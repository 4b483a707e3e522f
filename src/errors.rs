/*!
 * Error types for the xcstrings-translator library.
 *
 * This module contains custom error types for different parts of the library,
 * using the thiserror crate for ergonomic error definitions.
 */

use std::time::Duration;
use thiserror::Error;

/// Errors that can occur when a provider translates a single string
#[derive(Error, Debug, Clone, PartialEq)]
pub enum ProviderError {
    /// Error when making an API request fails
    #[error("API request failed: {0}")]
    RequestFailed(String),

    /// Error when parsing an API response fails
    #[error("Failed to parse API response: {0}")]
    ParseError(String),

    /// Error returned by the API itself
    #[error("API responded with error: {status_code} - {message}")]
    ApiError {
        /// HTTP status code
        status_code: u16,
        /// Error message from the API
        message: String,
    },

    /// Error establishing or maintaining a connection
    #[error("Connection error: {0}")]
    ConnectionError(String),

    /// Error related to rate limiting
    #[error("Rate limit exceeded: {0}")]
    RateLimitExceeded(String),

    /// Error with authentication
    #[error("Authentication error: {0}")]
    AuthenticationError(String),

    /// The call was abandoned because its batch was cancelled
    #[error("Translation cancelled")]
    Cancelled,

    /// The provider failed in an unexpected way (for example it panicked)
    #[error("Internal provider failure: {0}")]
    Internal(String),
}

impl ProviderError {
    /// Whether repeating the same call may succeed
    pub fn is_retryable(&self) -> bool {
        match self {
            Self::RequestFailed(_) | Self::ConnectionError(_) | Self::RateLimitExceeded(_) => true,
            Self::ApiError { status_code, .. } => *status_code == 429 || *status_code >= 500,
            Self::ParseError(_)
            | Self::AuthenticationError(_)
            | Self::Cancelled
            | Self::Internal(_) => false,
        }
    }
}

/// Errors that make a batch or a multi-language run incomplete
#[derive(Error, Debug)]
pub enum TranslationError {
    /// The first failed response of a batch cancelled the rest of it
    #[error("Batch aborted: translating '{key}' to {target_language} failed: {source}")]
    BatchAborted {
        /// Key of the failing entry
        key: String,
        /// Target language of the failing request
        target_language: String,
        /// Original provider error
        #[source]
        source: ProviderError,
    },

    /// The overall batch deadline elapsed before every request completed
    #[error("Translation timed out after {timeout:?}: {completed} of {total} requests completed")]
    TimedOut {
        /// Responses collected before the deadline
        completed: usize,
        /// Requests submitted
        total: usize,
        /// Deadline that elapsed
        timeout: Duration,
    },

    /// Fewer responses than requests without a failure or a timeout to blame
    #[error("Translation incomplete: {completed} of {total} requests produced a response")]
    Incomplete {
        /// Responses collected
        completed: usize,
        /// Requests submitted
        total: usize,
    },

    /// A per-language batch failed and halted the remaining languages
    #[error("Translation to {language} failed: {source}")]
    LanguageFailed {
        /// Target language whose batch failed
        language: String,
        /// Batch-level cause
        #[source]
        source: Box<TranslationError>,
    },
}

impl TranslationError {
    /// Whether this error (or the batch error it wraps) is a timeout
    pub fn is_timeout(&self) -> bool {
        match self {
            Self::TimedOut { .. } => true,
            Self::LanguageFailed { source, .. } => source.is_timeout(),
            _ => false,
        }
    }

    /// Target language named by an orchestration failure
    pub fn failed_language(&self) -> Option<&str> {
        match self {
            Self::LanguageFailed { language, .. } => Some(language),
            _ => None,
        }
    }
}

/// Errors raised while loading or validating configuration
#[derive(Error, Debug)]
pub enum ConfigError {
    /// No target language was configured
    #[error("At least one target language is required")]
    NoTargetLanguages,

    /// A language code could not be recognized
    #[error("Invalid language code: {0}")]
    InvalidLanguage(String),

    /// A numeric setting is out of range
    #[error("Invalid value for {field}: {reason}")]
    InvalidValue {
        /// Offending setting
        field: &'static str,
        /// Why it was rejected
        reason: String,
    },
}

/// Main application error type that wraps all other errors
#[derive(Error, Debug)]
pub enum AppError {
    /// Error from a file operation
    #[error("File error: {0}")]
    File(String),

    /// Error from a provider
    #[error("Provider error: {0}")]
    Provider(#[from] ProviderError),

    /// Error from translation
    #[error("Translation error: {0}")]
    Translation(#[from] TranslationError),

    /// Error from configuration
    #[error("Configuration error: {0}")]
    Config(#[from] ConfigError),

    /// Any other error
    #[error("Unknown error: {0}")]
    Unknown(String),
}

impl From<anyhow::Error> for AppError {
    fn from(error: anyhow::Error) -> Self {
        Self::Unknown(error.to_string())
    }
}

impl From<std::io::Error> for AppError {
    fn from(error: std::io::Error) -> Self {
        Self::File(error.to_string())
    }
}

——————————

**Problem statement**
The lines from the one containing "Error from translation" through the end of the data are to be copied exactly, the first and last of them included.

**Answer below**
    /// Error from translation
    #[error("Translation error: {0}")]
    Translation(#[from] TranslationError),

    /// Error from configuration
    #[error("Configuration error: {0}")]
    Config(#[from] ConfigError),

    /// Any other error
    #[error("Unknown error: {0}")]
    Unknown(String),
}

impl From<anyhow::Error> for AppError {
    fn from(error: anyhow::Error) -> Self {
        Self::Unknown(error.to_string())
    }
}

impl From<std::io::Error> for AppError {
    fn from(error: std::io::Error) -> Self {
        Self::File(error.to_string())
    }
}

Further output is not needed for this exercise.